What is being asked: When a line in the material contains the word "self", copy it.

Given data:
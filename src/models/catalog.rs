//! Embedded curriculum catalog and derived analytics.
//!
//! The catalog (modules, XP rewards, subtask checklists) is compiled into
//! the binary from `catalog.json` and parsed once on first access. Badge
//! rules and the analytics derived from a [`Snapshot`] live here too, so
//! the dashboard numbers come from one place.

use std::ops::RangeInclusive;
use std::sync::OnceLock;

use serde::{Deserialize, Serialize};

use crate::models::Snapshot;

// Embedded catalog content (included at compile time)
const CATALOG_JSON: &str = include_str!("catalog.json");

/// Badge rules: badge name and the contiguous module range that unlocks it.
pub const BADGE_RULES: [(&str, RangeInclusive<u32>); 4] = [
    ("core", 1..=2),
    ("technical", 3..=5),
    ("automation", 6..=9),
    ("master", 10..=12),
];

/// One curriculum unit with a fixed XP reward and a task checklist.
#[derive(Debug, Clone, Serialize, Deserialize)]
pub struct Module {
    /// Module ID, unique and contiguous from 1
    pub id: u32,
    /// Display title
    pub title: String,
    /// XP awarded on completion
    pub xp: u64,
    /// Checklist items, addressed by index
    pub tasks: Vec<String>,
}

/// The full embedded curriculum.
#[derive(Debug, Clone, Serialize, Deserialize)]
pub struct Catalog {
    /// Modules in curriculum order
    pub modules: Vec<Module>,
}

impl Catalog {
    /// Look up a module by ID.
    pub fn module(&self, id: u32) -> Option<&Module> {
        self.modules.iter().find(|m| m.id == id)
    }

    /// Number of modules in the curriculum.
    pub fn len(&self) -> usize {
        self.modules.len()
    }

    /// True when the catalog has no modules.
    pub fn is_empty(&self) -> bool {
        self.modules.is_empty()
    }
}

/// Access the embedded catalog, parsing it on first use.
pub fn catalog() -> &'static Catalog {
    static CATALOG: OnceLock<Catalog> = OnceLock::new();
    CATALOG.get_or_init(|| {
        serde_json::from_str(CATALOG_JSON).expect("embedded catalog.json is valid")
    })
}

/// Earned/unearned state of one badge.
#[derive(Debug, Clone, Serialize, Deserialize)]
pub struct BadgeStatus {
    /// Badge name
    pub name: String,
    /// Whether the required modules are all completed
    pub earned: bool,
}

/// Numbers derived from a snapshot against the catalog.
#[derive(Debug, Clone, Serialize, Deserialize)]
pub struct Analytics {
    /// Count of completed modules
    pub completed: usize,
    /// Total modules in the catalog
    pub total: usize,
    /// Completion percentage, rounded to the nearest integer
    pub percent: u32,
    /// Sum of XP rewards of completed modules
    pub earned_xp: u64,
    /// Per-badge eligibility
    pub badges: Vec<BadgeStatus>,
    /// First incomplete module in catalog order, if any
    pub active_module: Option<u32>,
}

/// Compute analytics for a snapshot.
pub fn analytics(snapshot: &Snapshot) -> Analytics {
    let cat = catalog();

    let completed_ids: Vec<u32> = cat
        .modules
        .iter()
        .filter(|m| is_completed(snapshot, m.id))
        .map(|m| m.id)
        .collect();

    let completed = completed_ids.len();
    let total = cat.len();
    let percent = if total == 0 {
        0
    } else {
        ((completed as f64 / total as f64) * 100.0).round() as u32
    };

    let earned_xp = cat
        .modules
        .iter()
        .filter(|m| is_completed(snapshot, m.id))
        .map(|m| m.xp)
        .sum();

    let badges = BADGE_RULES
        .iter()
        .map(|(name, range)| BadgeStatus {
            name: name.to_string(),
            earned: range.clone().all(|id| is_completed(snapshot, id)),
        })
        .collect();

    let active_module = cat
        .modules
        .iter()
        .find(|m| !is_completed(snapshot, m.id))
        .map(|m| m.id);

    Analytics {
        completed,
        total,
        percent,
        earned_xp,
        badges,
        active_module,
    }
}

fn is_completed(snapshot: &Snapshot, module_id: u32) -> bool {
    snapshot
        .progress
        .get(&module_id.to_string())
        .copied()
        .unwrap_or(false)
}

Output for this task:
    pub fn module(&self, id: u32) -> Option<&Module> {
        self.modules.iter().find(|m| m.id == id)
    pub fn len(&self) -> usize {
        self.modules.len()
    pub fn is_empty(&self) -> bool {
        self.modules.is_empty()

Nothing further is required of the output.